The village here, built around the 500m long village green which you are at the south-east end of, developed under the name of Sarratt Green before it became the dominant part of the village, and the original Sarratt became Church End. John le Carré chose the village as the site of the intelligence services’ training school in his fictional world (and there are plenty of the sort of large country houses in the environs of the village which could fill that role). There is a village store to your left and the pleasant Cricketers pub to your right next to the willow shaded pond.
- Turn right along the road, keeping left past the bus stop and then turn left at the crossroads towards the King George V Sports Field. At the junction with The Briars, take the narrow path straight ahead (signed ‘Commonwood’). Past the tennis courts, keep straight ahead at a path junction, descending closely into a dry valley to reach a minor road. Turn left, then immediately right towards Commonwood.

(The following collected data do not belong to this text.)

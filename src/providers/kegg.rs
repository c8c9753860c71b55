use std::collections::{BTreeMap, HashMap};
use std::time::Duration;

use reqwest::blocking::Client;
use reqwest::header::{HeaderMap, HeaderValue, USER_AGENT};

use crate::domain::{Hierarchy, TaxId};
use crate::error::GenesetError;
use crate::geneset::{GeneSet, GeneSets};
use crate::providers::GeneSetSource;
use crate::taxonomy;

const KEGG_REST_BASE: &str = "https://rest.kegg.jp";
const KEGG_PATHWAY_LINK: &str = "https://www.kegg.jp/pathway";

pub trait KeggClient: Send + Sync {
    /// `list/pathway/<org>`: pathway id and title per line.
    fn list_pathways(&self, org: &str) -> Result<String, GenesetError>;
    /// `link/<org>/pathway`: pathway id and gene id per line.
    fn link_pathway_genes(&self, org: &str) -> Result<String, GenesetError>;
    /// `list/<org>`: gene id, symbols and description per line.
    fn list_genes(&self, org: &str) -> Result<String, GenesetError>;
}

#[derive(Clone)]
pub struct KeggHttpClient {
    client: Client,
}

impl KeggHttpClient {
    pub fn new() -> Result<Self, GenesetError> {
        let mut headers = HeaderMap::new();
        headers.insert(
            USER_AGENT,
            HeaderValue::from_str(&format!("kira-gs/{}", env!("CARGO_PKG_VERSION")))
                .map_err(|err| GenesetError::KeggHttp(err.to_string()))?,
        );
        let client = Client::builder()
            .default_headers(headers)
            .timeout(Duration::from_secs(60))
            .build()
            .map_err(|err| GenesetError::KeggHttp(err.to_string()))?;
        Ok(Self { client })
    }

    fn fetch_text(&self, path: &str) -> Result<String, GenesetError> {
        let response = self
            .client
            .get(format!("{KEGG_REST_BASE}/{path}"))
            .send()
            .map_err(|err| GenesetError::KeggHttp(err.to_string()))?;
        if !response.status().is_success() {
            let status = response.status().as_u16();
            let message = response
                .text()
                .unwrap_or_else(|_| "KEGG request failed".to_string());
            return Err(GenesetError::KeggStatus { status, message });
        }
        response
            .text()
            .map_err(|err| GenesetError::KeggHttp(err.to_string()))
    }
}

impl KeggClient for KeggHttpClient {
    fn list_pathways(&self, org: &str) -> Result<String, GenesetError> {
        self.fetch_text(&format!("list/pathway/{org}"))
    }

    fn link_pathway_genes(&self, org: &str) -> Result<String, GenesetError> {
        self.fetch_text(&format!("link/{org}/pathway"))
    }

    fn list_genes(&self, org: &str) -> Result<String, GenesetError> {
        self.fetch_text(&format!("list/{org}"))
    }
}

/// One gene set per KEGG pathway of the organism, hierarchy `KEGG`.
pub struct KeggSource<C: KeggClient> {
    client: C,
    organism: TaxId,
}

impl<C: KeggClient> KeggSource<C> {
    pub fn new(client: C, organism: TaxId) -> Self {
        Self { client, organism }
    }
}

impl<C: KeggClient> GeneSetSource for KeggSource<C> {
    fn name(&self) -> String {
        format!("kegg:{}", self.organism)
    }

    fn produce(&self) -> Result<GeneSets, GenesetError> {
        let org = taxonomy::lookup(&self.organism)
            .and_then(|organism| organism.kegg_code)
            .ok_or_else(|| GenesetError::UnknownOrganism(self.organism.to_string()))?;

        let pathways = parse_pathway_list(&self.client.list_pathways(org)?);
        let links = parse_pathway_links(&self.client.link_pathway_genes(org)?);
        let symbols = parse_gene_symbols(&self.client.list_genes(org)?);
        let hierarchy = Hierarchy::new(["KEGG"])?;

        let mut genesets = GeneSets::new();
        for (id, title) in pathways {
            let Some(gene_ids) = links.get(&id) else {
                continue;
            };
            let genes = gene_ids.iter().map(|gene_id| {
                symbols
                    .get(gene_id)
                    .cloned()
                    .unwrap_or_else(|| strip_db_prefix(gene_id).to_string())
            });
            let geneset = GeneSet::new(id.clone(), genes)
                .with_name(title)
                .with_link(format!("{KEGG_PATHWAY_LINK}/{}", strip_db_prefix(&id)))
                .with_organism(Some(self.organism.clone()))
                .with_hierarchy(hierarchy.clone());
            genesets.insert(geneset);
        }
        Ok(genesets)
    }
}

/// `(path:<id>, title)` pairs; the trailing ` - Organism (common name)` is dropped.
pub fn parse_pathway_list(text: &str) -> Vec<(String, String)> {
    text.lines()
        .filter_map(|line| line.split_once('\t'))
        .map(|(id, title)| {
            let id = id.trim();
            let id = if id.starts_with("path:") {
                id.to_string()
            } else {
                format!("path:{id}")
            };
            (id, strip_organism_suffix(title.trim()).to_string())
        })
        .collect()
}

pub fn parse_pathway_links(text: &str) -> BTreeMap<String, Vec<String>> {
    let mut links = BTreeMap::<String, Vec<String>>::new();
    for (pathway, gene) in text.lines().filter_map(|line| line.split_once('\t')) {
        links
            .entry(pathway.trim().to_string())
            .or_default()
            .push(gene.trim().to_string());
    }
    links
}

/// Maps KEGG gene ids to their first listed symbol.
pub fn parse_gene_symbols(text: &str) -> HashMap<String, String> {
    let mut symbols = HashMap::new();
    for line in text.lines() {
        let mut columns = line.split('\t');
        let Some(id) = columns.next() else {
            continue;
        };
        let Some(annotation) = columns.last() else {
            continue;
        };
        let Some((names, _description)) = annotation.split_once(';') else {
            continue;
        };
        if let Some(symbol) = names.split(',').map(str::trim).find(|name| !name.is_empty()) {
            symbols.insert(id.trim().to_string(), symbol.to_string());
        }
    }
    symbols
}

fn strip_organism_suffix(title: &str) -> &str {
    match title.rsplit_once(" - ") {
        Some((head, tail)) if tail.ends_with(')') => head,
        _ => title,
    }
}

fn strip_db_prefix(id: &str) -> &str {
    id.split_once(':').map(|(_, rest)| rest).unwrap_or(id)
}
//! Producers of hierarchy-tagged gene set collections.

pub mod gmt;
pub mod go;
pub mod kegg;
pub mod omim;

use crate::error::GenesetError;
use crate::geneset::GeneSets;

pub trait GeneSetSource {
    /// Short label used in progress messages, e.g. `kegg:9606`.
    fn name(&self) -> String;

    fn produce(&self) -> Result<GeneSets, GenesetError>;
}
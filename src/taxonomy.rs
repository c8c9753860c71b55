use crate::domain::TaxId;

#[derive(Debug, Clone, Copy)]
pub struct Organism {
    pub taxid: &'static str,
    pub name: &'static str,
    pub kegg_code: Option<&'static str>,
    pub gaf_file: Option<&'static str>,
    pub essential: bool,
}

const ORGANISMS: &[Organism] = &[
    Organism {
        taxid: "9606",
        name: "Homo sapiens",
        kegg_code: Some("hsa"),
        gaf_file: Some("goa_human.gaf.gz"),
        essential: true,
    },
    Organism {
        taxid: "10090",
        name: "Mus musculus",
        kegg_code: Some("mmu"),
        gaf_file: Some("mgi.gaf.gz"),
        essential: true,
    },
    Organism {
        taxid: "10116",
        name: "Rattus norvegicus",
        kegg_code: Some("rno"),
        gaf_file: Some("rgd.gaf.gz"),
        essential: false,
    },
    Organism {
        taxid: "4932",
        name: "Saccharomyces cerevisiae",
        kegg_code: Some("sce"),
        gaf_file: Some("sgd.gaf.gz"),
        essential: true,
    },
    Organism {
        taxid: "4896",
        name: "Schizosaccharomyces pombe",
        kegg_code: Some("spo"),
        gaf_file: Some("pombase.gaf.gz"),
        essential: false,
    },
    Organism {
        taxid: "7227",
        name: "Drosophila melanogaster",
        kegg_code: Some("dme"),
        gaf_file: Some("fb.gaf.gz"),
        essential: true,
    },
    Organism {
        taxid: "6239",
        name: "Caenorhabditis elegans",
        kegg_code: Some("cel"),
        gaf_file: Some("wb.gaf.gz"),
        essential: true,
    },
    Organism {
        taxid: "3702",
        name: "Arabidopsis thaliana",
        kegg_code: Some("ath"),
        gaf_file: Some("tair.gaf.gz"),
        essential: true,
    },
    Organism {
        taxid: "7955",
        name: "Danio rerio",
        kegg_code: Some("dre"),
        gaf_file: Some("zfin.gaf.gz"),
        essential: false,
    },
    Organism {
        taxid: "9913",
        name: "Bos taurus",
        kegg_code: Some("bta"),
        gaf_file: Some("goa_cow.gaf.gz"),
        essential: false,
    },
    Organism {
        taxid: "352472",
        name: "Dictyostelium discoideum",
        kegg_code: Some("ddi"),
        gaf_file: Some("dictybase.gaf.gz"),
        essential: true,
    },
    Organism {
        taxid: "562",
        name: "Escherichia coli",
        kegg_code: Some("eco"),
        gaf_file: Some("ecocyc.gaf.gz"),
        essential: false,
    },
    Organism {
        taxid: "8355",
        name: "Xenopus laevis",
        kegg_code: Some("xla"),
        gaf_file: Some("xenbase.gaf.gz"),
        essential: false,
    },
    Organism {
        taxid: "4530",
        name: "Oryza sativa",
        kegg_code: Some("osa"),
        gaf_file: None,
        essential: false,
    },
    Organism {
        taxid: "5833",
        name: "Plasmodium falciparum",
        kegg_code: Some("pfa"),
        gaf_file: None,
        essential: false,
    },
];

pub fn lookup(taxid: &TaxId) -> Option<&'static Organism> {
    ORGANISMS
        .iter()
        .find(|organism| organism.taxid == taxid.as_str())
}

/// Scientific name, or the raw id for organisms outside the table.
pub fn name(taxid: &TaxId) -> String {
    lookup(taxid)
        .map(|organism| organism.name.to_string())
        .unwrap_or_else(|| taxid.to_string())
}

pub fn common_taxids() -> Vec<TaxId> {
    ORGANISMS
        .iter()
        .filter_map(|organism| organism.taxid.parse().ok())
        .collect()
}

pub fn essential_taxids() -> Vec<TaxId> {
    ORGANISMS
        .iter()
        .filter(|organism| organism.essential)
        .filter_map(|organism| organism.taxid.parse().ok())
        .collect()
}

pub fn is_essential(taxid: &TaxId) -> bool {
    lookup(taxid).map(|organism| organism.essential).unwrap_or(false)
}
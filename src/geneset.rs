use std::collections::{BTreeMap, BTreeSet};

use serde::{Deserialize, Serialize};

use crate::domain::{Hierarchy, TaxId};
use crate::error::AggregateError;

/// A named, provenance-tagged collection of gene symbols.
///
/// Equality (and hashing) covers every field, not only the identifier.
#[derive(Debug, Clone, PartialEq, Eq, Hash, PartialOrd, Ord, Serialize, Deserialize)]
pub struct GeneSet {
    pub id: String,
    #[serde(default)]
    pub name: Option<String>,
    #[serde(default)]
    pub description: Option<String>,
    #[serde(default)]
    pub genes: BTreeSet<String>,
    #[serde(default)]
    pub link: Option<String>,
    #[serde(default)]
    pub organism: Option<TaxId>,
    #[serde(default)]
    pub hierarchy: Hierarchy,
}

impl GeneSet {
    pub fn new<I, S>(id: impl Into<String>, genes: I) -> Self
    where
        I: IntoIterator<Item = S>,
        S: Into<String>,
    {
        Self {
            id: id.into(),
            name: None,
            description: None,
            genes: genes.into_iter().map(Into::into).collect(),
            link: None,
            organism: None,
            hierarchy: Hierarchy::empty(),
        }
    }

    pub fn with_name(mut self, name: impl Into<String>) -> Self {
        self.name = Some(name.into());
        self
    }

    pub fn with_description(mut self, description: impl Into<String>) -> Self {
        self.description = Some(description.into());
        self
    }

    pub fn with_link(mut self, link: impl Into<String>) -> Self {
        self.link = Some(link.into());
        self
    }

    pub fn with_organism(mut self, organism: Option<TaxId>) -> Self {
        self.organism = organism;
        self
    }

    pub fn with_hierarchy(mut self, hierarchy: Hierarchy) -> Self {
        self.hierarchy = hierarchy;
        self
    }

    pub fn size(&self) -> usize {
        self.genes.len()
    }

    /// Display label: `[ h1, h2 ] id name`, with the hierarchy and name parts optional.
    pub fn cname(&self, source: bool, name: bool) -> String {
        let mut label = self.id.clone();
        if source && !self.hierarchy.is_empty() {
            label = format!("[ {} ] {label}", self.hierarchy.components().join(", "));
        }
        if name {
            if let Some(value) = self.name.as_deref().filter(|value| !value.is_empty()) {
                label.push(' ');
                label.push_str(value);
            }
        }
        label
    }

    /// Legacy `(label, genes)` pair.
    pub fn to_odict(&self, source: bool, name: bool) -> (String, BTreeSet<String>) {
        (self.cname(source, name), self.genes.clone())
    }
}

/// Input accepted when building a [`GeneSets`].
#[derive(Debug, Clone)]
pub enum GeneSetsInput {
    /// Legacy `id -> genes` mapping; only id and genes are populated.
    Legacy(BTreeMap<String, Vec<String>>),
    Records(Vec<GeneSet>),
}

/// A set of [`GeneSet`] values with aggregate queries over the members.
#[derive(Debug, Clone, Default, PartialEq, Eq, Serialize, Deserialize)]
#[serde(transparent)]
pub struct GeneSets(BTreeSet<GeneSet>);

impl GeneSets {
    pub fn new() -> Self {
        Self::default()
    }

    pub fn from_input(input: GeneSetsInput) -> Self {
        match input {
            GeneSetsInput::Legacy(mapping) => mapping
                .into_iter()
                .map(|(id, genes)| GeneSet::new(id, genes))
                .collect(),
            GeneSetsInput::Records(records) => records.into_iter().collect(),
        }
    }

    pub fn len(&self) -> usize {
        self.0.len()
    }

    pub fn is_empty(&self) -> bool {
        self.0.is_empty()
    }

    pub fn iter(&self) -> impl Iterator<Item = &GeneSet> {
        self.0.iter()
    }

    pub fn contains(&self, geneset: &GeneSet) -> bool {
        self.0.contains(geneset)
    }

    pub fn insert(&mut self, geneset: GeneSet) -> bool {
        self.0.insert(geneset)
    }

    /// Set union; members already present are kept as they are.
    pub fn update(&mut self, other: GeneSets) {
        self.0.extend(other.0);
    }

    pub fn set_hierarchy(&mut self, hierarchy: &Hierarchy) {
        let members = std::mem::take(&mut self.0);
        self.0 = members
            .into_iter()
            .map(|geneset| geneset.with_hierarchy(hierarchy.clone()))
            .collect();
    }

    /// Gene sets in the legacy `label -> genes` form. Metadata other than the
    /// label and genes is dropped.
    pub fn to_odict(&self) -> BTreeMap<String, BTreeSet<String>> {
        self.0
            .iter()
            .map(|geneset| geneset.to_odict(true, true))
            .collect()
    }

    pub fn common_org(&self) -> Result<Option<TaxId>, AggregateError> {
        if self.is_empty() {
            return Err(AggregateError::Empty);
        }
        let organisms = self
            .0
            .iter()
            .map(|geneset| geneset.organism.clone())
            .collect::<BTreeSet<_>>();
        only_option(organisms).map_err(|organisms| {
            AggregateError::MultipleOrganisms(
                organisms
                    .into_iter()
                    .map(|organism| organism.map(String::from).unwrap_or_else(|| "None".to_string()))
                    .collect(),
            )
        })
    }

    pub fn hierarchies(&self) -> Result<BTreeSet<Hierarchy>, AggregateError> {
        if self.is_empty() {
            return Err(AggregateError::Empty);
        }
        Ok(self
            .0
            .iter()
            .map(|geneset| geneset.hierarchy.clone())
            .collect())
    }

    /// Longest prefix on which every member's hierarchy agrees.
    pub fn common_hierarchy(&self) -> Result<Hierarchy, AggregateError> {
        let hierarchies = self.hierarchies()?;
        let mut current = hierarchies.iter().map(Hierarchy::len).max().unwrap_or(0);
        let truncate = |len: usize| {
            hierarchies
                .iter()
                .map(|hierarchy| hierarchy.truncated(len))
                .collect::<BTreeSet<_>>()
        };
        let mut prefixes = truncate(current);
        while prefixes.len() > 1 {
            current -= 1;
            prefixes = truncate(current);
        }
        match only_option(prefixes) {
            Ok(common) if !common.is_empty() => Ok(common),
            _ => Err(AggregateError::NoCommonHierarchy(
                hierarchies.iter().map(ToString::to_string).collect(),
            )),
        }
    }

    /// One collection per exact hierarchy value.
    pub fn split_by_hierarchy(&self) -> Vec<GeneSets> {
        let mut groups = BTreeMap::<Hierarchy, GeneSets>::new();
        for geneset in &self.0 {
            groups
                .entry(geneset.hierarchy.clone())
                .or_default()
                .insert(geneset.clone());
        }
        groups.into_values().collect()
    }
}

impl FromIterator<GeneSet> for GeneSets {
    fn from_iter<T: IntoIterator<Item = GeneSet>>(iter: T) -> Self {
        Self(iter.into_iter().collect())
    }
}

impl Extend<GeneSet> for GeneSets {
    fn extend<T: IntoIterator<Item = GeneSet>>(&mut self, iter: T) {
        self.0.extend(iter);
    }
}

impl IntoIterator for GeneSets {
    type Item = GeneSet;
    type IntoIter = std::collections::btree_set::IntoIter<GeneSet>;

    fn into_iter(self) -> Self::IntoIter {
        self.0.into_iter()
    }
}

impl<'a> IntoIterator for &'a GeneSets {
    type Item = &'a GeneSet;
    type IntoIter = std::collections::btree_set::Iter<'a, GeneSet>;

    fn into_iter(self) -> Self::IntoIter {
        self.0.iter()
    }
}

fn only_option<T: Ord>(values: BTreeSet<T>) -> Result<T, BTreeSet<T>> {
    if values.len() != 1 {
        return Err(values);
    }
    values.into_iter().next().ok_or_else(BTreeSet::new)
}

#[cfg(test)]
mod tests {
    use assert_matches::assert_matches;

    use super::*;

    fn kegg(id: &str, hierarchy: &[&str]) -> GeneSet {
        GeneSet::new(id, ["TP53", "EGFR"])
            .with_organism(Some("9606".parse().unwrap()))
            .with_hierarchy(Hierarchy::new(hierarchy.iter().copied()).unwrap())
    }

    #[test]
    fn cname_formats_hierarchy_and_name() {
        let gs = kegg("hsa00010", &["KEGG", "metabolism"]).with_name("Glycolysis");
        assert_eq!(gs.cname(true, true), "[ KEGG, metabolism ] hsa00010 Glycolysis");
        assert_eq!(gs.cname(false, true), "hsa00010 Glycolysis");
        assert_eq!(gs.cname(true, false), "[ KEGG, metabolism ] hsa00010");
        assert_eq!(GeneSet::new("x", ["A"]).cname(true, true), "x");
    }

    #[test]
    fn common_hierarchy_takes_shared_prefix() {
        let sets: GeneSets = [kegg("a", &["KEGG"]), kegg("b", &["KEGG", "extra"])]
            .into_iter()
            .collect();
        assert_eq!(sets.common_hierarchy().unwrap(), Hierarchy::new(["KEGG"]).unwrap());
    }

    #[test]
    fn common_hierarchy_rejects_divergent_roots() {
        let sets: GeneSets = [kegg("a", &["KEGG"]), kegg("b", &["GO", "biological_process"])]
            .into_iter()
            .collect();
        assert_matches!(
            sets.common_hierarchy(),
            Err(AggregateError::NoCommonHierarchy(_))
        );
        assert_matches!(GeneSets::new().common_hierarchy(), Err(AggregateError::Empty));
    }

    #[test]
    fn common_org_requires_single_value() {
        let human: GeneSets = [kegg("a", &["KEGG"]), kegg("b", &["KEGG"])].into_iter().collect();
        assert_eq!(human.common_org().unwrap().unwrap().as_str(), "9606");

        let mut mixed = human.clone();
        mixed.insert(kegg("c", &["KEGG"]).with_organism(Some("10090".parse().unwrap())));
        assert_matches!(mixed.common_org(), Err(AggregateError::MultipleOrganisms(_)));
        assert_matches!(GeneSets::new().common_org(), Err(AggregateError::Empty));
    }

    #[test]
    fn set_hierarchy_rewrites_members() {
        let mut sets: GeneSets = [kegg("a", &["KEGG"]), kegg("b", &["GO"])].into_iter().collect();
        let target = Hierarchy::new(["custom"]).unwrap();
        sets.set_hierarchy(&target);
        assert_eq!(sets.hierarchies().unwrap().into_iter().collect::<Vec<_>>(), vec![target]);
    }
}
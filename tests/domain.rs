use assert_matches::assert_matches;

use kira_genesets::domain::{CollectionKey, Hierarchy, TaxId, is_genesets_file};
use kira_genesets::error::GenesetError;
use kira_genesets::registry::CollectionSpec;

#[test]
fn parse_collection_key_with_organism() {
    let key: CollectionKey = "GO/biological_process@9606".parse().unwrap();
    assert_eq!(key.hierarchy.components(), ["GO", "biological_process"]);
    assert_eq!(key.organism.as_ref().map(TaxId::as_str), Some("9606"));
    assert_eq!(key.to_string(), "GO/biological_process@9606");
}

#[test]
fn parse_collection_key_without_organism() {
    let key: CollectionKey = "KEGG".parse().unwrap();
    assert_eq!(key.organism, None);
    assert_eq!(key.to_string(), "KEGG");
}

#[test]
fn parse_collection_key_invalid() {
    assert_matches!(
        "KEGG@human".parse::<CollectionKey>(),
        Err(GenesetError::InvalidTaxId(_))
    );
    assert_matches!(
        "GO//x@9606".parse::<CollectionKey>(),
        Err(GenesetError::InvalidCollection(_))
    );
}

#[test]
fn filename_uses_separator_and_empty_organism() {
    let key = CollectionKey::new(Hierarchy::new(["KEGG"]).unwrap(), None);
    assert_eq!(key.filename(), "gs_KEGG_._.json.gz");
    assert!(is_genesets_file(&key.filename()));
    assert_eq!(CollectionKey::parse_filename(&key.filename()), Some(key));
}

#[test]
fn filename_of_nested_hierarchy() {
    let key: CollectionKey = "GO/molecular_function@10090".parse().unwrap();
    assert_eq!(
        key.filename(),
        "gs_GO_._molecular_function_._10090.json.gz"
    );
}

#[test]
fn foreign_files_are_not_keys() {
    for name in ["index.json", "gs_.json", "KEGG_._9606.json.gz", "gs_KEGG_._9606.json.gz.info"] {
        assert!(CollectionKey::parse_filename(name).is_none(), "{name}");
    }
}

#[test]
fn collection_spec_routes_files_and_keys() {
    assert_matches!(
        "msigdb/c2.all.gmt".parse::<CollectionSpec>(),
        Ok(CollectionSpec::File(path)) if path.as_str() == "msigdb/c2.all.gmt"
    );
    assert_matches!(
        "bundle.ZIP".parse::<CollectionSpec>(),
        Ok(CollectionSpec::File(_))
    );
    assert_matches!(
        "OMIM@9606".parse::<CollectionSpec>(),
        Ok(CollectionSpec::Stored(key)) if key.to_string() == "OMIM@9606"
    );
}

- The road climbs gently through the woodland to a road junction in front of a vast mock-Tudor mansion. Turn right on the road through the scattered cottages and houses of Commonwood. At the junction in front of the Cart & Horses pub, continue straight ahead towards Penman Green.
- After 200m, the road turns sharp left and you continue straight ahead through a
kissing gate onto a fenced path signed to Chipperfield Common. The path leads to the edge of a wood and at the junction here continue straight ahead (signed as the Easy Access Route) past the attractive pond. The path continues through the wood passing two fenced tumuli.
Chipperfield Common is one of the largest commons in Hertfordshire, documented as a common since the Norman conquest. The tumuli (burial mounds) have been dated from the early Bronze Age (2300BC – 1000BC).
- Around 100m after the second tumulus, just before a signed route to the left, turn sharp right on a fainter path through the woods. Waymarks lead you out onto the road opposite a large manor house. Follow the road right for around 200m and at the bottom of the dip, turn left on path alongside the drive to Top Common.
- This delightful fieldside path drops eventually into an isolated dry valley, only to
climb straight out again. At the top of the hill, you reach the corner of a hedged path. Keep straight ahead along this, past another path junction and out into open fields again.
- After 2 fields you find yourself beside the A14 dual carriageway in its cutting. Climb to the footbridge, cross and on the opposite side turn right. After a kissing gate, the path turns left to drop through a field of maize to a track at the bottom. Here turn right to reach Broadfield Farm, where you pass through the farmyard to join the A4251 on the edge of Kings Langley.
- Cross the main road and turn right. Just before a roundabout take a left on
Station Footpath, which you follow downhill to emerge on a road next to the Grand Union Canal. Cross the road to follow the footpath sign on the other side towards the station. This takes you across the canal on a lower bridge beside the road bridge. From the other side, a narrow tarmac path leads uphill past industrial units to come out on the road almost opposite Kings Langley station.